Você escreve colunas para a Folha de S.Paulo e para a Revista Crescer. Sente que isso te expõe mais?
Sem dúvida. Uma das coisas que mais me fascina na minha profissão é poder me esconder, então eu não gosto de ficar com esse vitrine de opinião na crônica. O que acho legal é expor por onde caminha um pensamento. É uma reflexão.
E de onde vem o material para essas reflexões?
Na maioria das vezes vem de coisas banais, cotidianas. Isso eu já fazia antes de escrever. Por isso, aliás, eu topei escrever. Sempre gostei de uma história que me faz pensar. Quando assistia a um filme ou acontecia alguma coisa na família, eu ficava ali, fazendo aquela análise por um tempo.

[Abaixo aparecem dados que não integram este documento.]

use super::value_codec::{decode_fields, encode_fields, encode_value};
use super::{expect_object, CollectionPath, Document, DocumentStore};
use crate::error::StoreError;
use crate::http::error_text;
use async_trait::async_trait;
use reqwest::{Client, RequestBuilder, Response, StatusCode};
use serde::Deserialize;
use serde_json::{json, Map, Value};
use std::sync::Arc;
use tracing::{debug, info};

const PAGE_SIZE: u32 = 300;

/// Firestore REST v1 backend, authorized with the signed-in user's id token
pub struct FirestoreStore {
    client: Arc<Client>,
    documents_url: String,
    id_token: Option<String>,
}

#[derive(Debug, Deserialize)]
#[serde(rename_all = "camelCase")]
struct ListResponse {
    #[serde(default)]
    documents: Vec<Value>,
    next_page_token: Option<String>,
}

#[derive(Debug, Deserialize)]
struct RunQueryRow {
    document: Option<Value>,
}

impl FirestoreStore {
    pub fn new(client: Arc<Client>, firestore_url: &str, project_id: &str) -> Self {
        Self {
            client,
            documents_url: format!(
                "{}/projects/{}/databases/(default)/documents",
                firestore_url.trim_end_matches('/'),
                project_id
            ),
            id_token: None,
        }
    }

    pub fn with_id_token(self, token: impl Into<String>) -> Self {
        Self {
            id_token: Some(token.into()),
            ..self
        }
    }

    fn collection_url(&self, collection: &CollectionPath) -> String {
        format!("{}/{}", self.documents_url, collection)
    }

    fn document_url(&self, collection: &CollectionPath, id: &str) -> String {
        format!("{}/{}/{}", self.documents_url, collection, urlencoding::encode(id))
    }

    fn run_query_url(&self, collection: &CollectionPath) -> String {
        match collection.parent_document() {
            Some(parent) => format!("{}/{}:runQuery", self.documents_url, parent),
            None => format!("{}:runQuery", self.documents_url),
        }
    }

    fn authorized(&self, builder: RequestBuilder) -> RequestBuilder {
        match self.id_token.as_deref() {
            Some(token) => builder.bearer_auth(token),
            None => builder,
        }
    }

    async fn send(&self, builder: RequestBuilder) -> Result<Response, StoreError> {
        let response = self.authorized(builder).send().await?;
        if response.status().is_success() {
            return Ok(response);
        }
        let (status, message) = error_text(response).await;
        if status == StatusCode::UNAUTHORIZED.as_u16() || status == StatusCode::FORBIDDEN.as_u16() {
            return Err(StoreError::Unauthorized(message));
        }
        Err(StoreError::Remote { status, message })
    }
}

/// Body for a single-field equality query against one collection
pub fn build_equality_query(collection_id: &str, field: &str, value: &Value) -> Value {
    json!({
        "structuredQuery": {
            "from": [{ "collectionId": collection_id }],
            "where": {
                "fieldFilter": {
                    "field": { "fieldPath": field },
                    "op": "EQUAL",
                    "value": encode_value(value)
                }
            }
        }
    })
}

/// Convert a REST document resource into a `Document`
pub fn document_from_rest(resource: &Value) -> Result<Document, StoreError> {
    let name = resource
        .get("name")
        .and_then(|n| n.as_str())
        .ok_or_else(|| StoreError::Malformed("document without name".to_string()))?;
    let id = name.rsplit('/').next().unwrap_or(name);
    let data = match resource.get("fields").and_then(|f| f.as_object()) {
        Some(fields) => decode_fields(fields)?,
        None => Map::new(),
    };
    Ok(Document::new(id, Value::Object(data)))
}

#[async_trait]
impl DocumentStore for FirestoreStore {
    fn store_name(&self) -> &str {
        "firestore"
    }

    async fn get(&self, collection: &CollectionPath, id: &str) -> Result<Option<Document>, StoreError> {
        let url = self.document_url(collection, id);
        match self.send(self.client.get(&url)).await {
            Ok(response) => {
                let resource: Value = response.json().await?;
                Ok(Some(document_from_rest(&resource)?))
            }
            Err(StoreError::Remote { status: 404, .. }) => Ok(None),
            Err(e) => Err(e),
        }
    }

    async fn list(&self, collection: &CollectionPath) -> Result<Vec<Document>, StoreError> {
        let url = self.collection_url(collection);
        let mut documents = Vec::new();
        let mut page_token: Option<String> = None;

        loop {
            let mut request = self.client.get(&url).query(&[("pageSize", PAGE_SIZE.to_string())]);
            if let Some(ref token) = page_token {
                request = request.query(&[("pageToken", token)]);
            }
            let page: ListResponse = self.send(request).await?.json().await?;
            for resource in &page.documents {
                documents.push(document_from_rest(resource)?);
            }
            match page.next_page_token {
                Some(token) if !token.is_empty() => page_token = Some(token),
                _ => break,
            }
        }

        debug!("Firestore list {}: {} document(s)", collection, documents.len());
        Ok(documents)
    }

    async fn query_eq(&self, collection: &CollectionPath, field: &str, value: &Value) -> Result<Vec<Document>, StoreError> {
        let body = build_equality_query(collection.collection_id(), field, value);
        let request = self.client.post(self.run_query_url(collection)).json(&body);
        let rows: Vec<RunQueryRow> = self.send(request).await?.json().await?;

        // Rows without `document` only carry read metadata
        rows.iter()
            .filter_map(|row| row.document.as_ref())
            .map(document_from_rest)
            .collect()
    }

    async fn insert(&self, collection: &CollectionPath, data: Value) -> Result<String, StoreError> {
        let body = json!({ "fields": encode_fields(&expect_object(data)?) });
        let request = self.client.post(self.collection_url(collection)).json(&body);
        let resource: Value = self.send(request).await?.json().await?;
        let document = document_from_rest(&resource)?;
        info!("Firestore created {}/{}", collection, document.id);
        Ok(document.id)
    }

    async fn set(&self, collection: &CollectionPath, id: &str, data: Value) -> Result<(), StoreError> {
        // PATCH without an update mask replaces the whole document
        let body = json!({ "fields": encode_fields(&expect_object(data)?) });
        let request = self.client.patch(self.document_url(collection, id)).json(&body);
        self.send(request).await?;
        Ok(())
    }

    async fn delete(&self, collection: &CollectionPath, id: &str) -> Result<(), StoreError> {
        let request = self.client.delete(self.document_url(collection, id));
        match self.send(request).await {
            Ok(_) | Err(StoreError::Remote { status: 404, .. }) => Ok(()),
            Err(e) => Err(e),
        }
    }
}

#[cfg(test)]
mod tests {
    use super::*;

    fn store() -> FirestoreStore {
        FirestoreStore::new(Arc::new(Client::new()), "https://firestore.googleapis.com/v1/", "movies-app")
    }

    #[test]
    fn test_urls() {
        let store = store();
        let reviews = CollectionPath::user("u1", "reviews");
        assert_eq!(
            store.document_url(&reviews, "r 1"),
            "https://firestore.googleapis.com/v1/projects/movies-app/databases/(default)/documents/users/u1/reviews/r%201"
        );
        assert_eq!(
            store.run_query_url(&reviews),
            "https://firestore.googleapis.com/v1/projects/movies-app/databases/(default)/documents/users/u1:runQuery"
        );
        assert_eq!(
            store.run_query_url(&CollectionPath::root("comments")),
            "https://firestore.googleapis.com/v1/projects/movies-app/databases/(default)/documents:runQuery"
        );
    }

    #[test]
    fn test_equality_query_body() {
        let body = build_equality_query("reviews", "movieId", &json!("550"));
        let filter = &body["structuredQuery"]["where"]["fieldFilter"];
        assert_eq!(body["structuredQuery"]["from"][0]["collectionId"], "reviews");
        assert_eq!(filter["field"]["fieldPath"], "movieId");
        assert_eq!(filter["op"], "EQUAL");
        assert_eq!(filter["value"], json!({"stringValue": "550"}));
    }

    #[test]
    fn test_document_from_rest() {
        let resource = json!({
            "name": "projects/p/databases/(default)/documents/users/u1/reviews/abc",
            "fields": {"movieId": {"stringValue": "550"}, "reviewType": {"stringValue": "like"}},
            "createTime": "2024-05-01T10:00:00Z"
        });
        let doc = document_from_rest(&resource).unwrap();
        assert_eq!(doc.id, "abc");
        assert_eq!(doc.data, json!({"movieId": "550", "reviewType": "like"}));

        let empty = document_from_rest(&json!({"name": "x/y/z"})).unwrap();
        assert_eq!(empty.data, json!({}));
        assert!(document_from_rest(&json!({})).is_err());
    }
}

As relações humanas são a matéria-prima para você criar histórias e personagens?
Sim. Adoro a frase “nada do que é humano me surpreende”. Acho que a vida sempre supera tanto a arte, que o que temos a fazer é, com a nossa arte, tentar decifrá-la. Sempre me sinto assim no teatro. Uma imagem que gosto de pensar antes de entrar em cena é como se eu carregasse um espelho imenso na mão, fosse para a beira do palco, mostrasse esse espelho para a plateia e falasse: “olha como nós somos ridículos, como a gente se apoquenta com pouco, como a gente poderia ser melhor. Mas olha como é bonito essa matéria, o humano”. Eu sempre espero que ao final de um espetáculo, um filme ou um programa de TV as pessoas possam refletir. Porque eu acredito no poder de transformação da arte.
Você ficou seis anos em cartaz com Trair e Coçar é só Começar. Não enjoa?
Uma temporada de teatro, para mim, vira uma obsessão pela perfeição. E é isso que me mantém em cartaz. Sei que a perfeição nunca será atingida, mas quero burilar aquilo ao extremo. Então, não enjoei de fazer o Trair e Coçar porque o tempo inteiro eu estava fazendo um jogo de erro e acerto. E quem me dirigia era a risada da plateia. Isso foi uma escola muito boa, de perceber quando a piada dá certo, quando é preciso dar um tempo. Não existe uma receita, mas aprendi muito a respeito do timing cômico porque pude experimentar.
Você gosta de fazer humor?
Gosto. E, olha, com o tempo, você fica obcecado pelo som da risada. Hoje minha risada preferida é a risada “pior que é”, que é a risada interrompida, aquela que faz você pensar: “nossa, isso não é tão engraçado assim”. Aquela que faz a pessoa rir junto com a emoção ou com o susto. O humor é um veículo muito poderoso, ele faz você entender muita coisa. Quando acrescenta humor e ironia você recruta a inteligência do sujeito e aquilo é muito assimilado.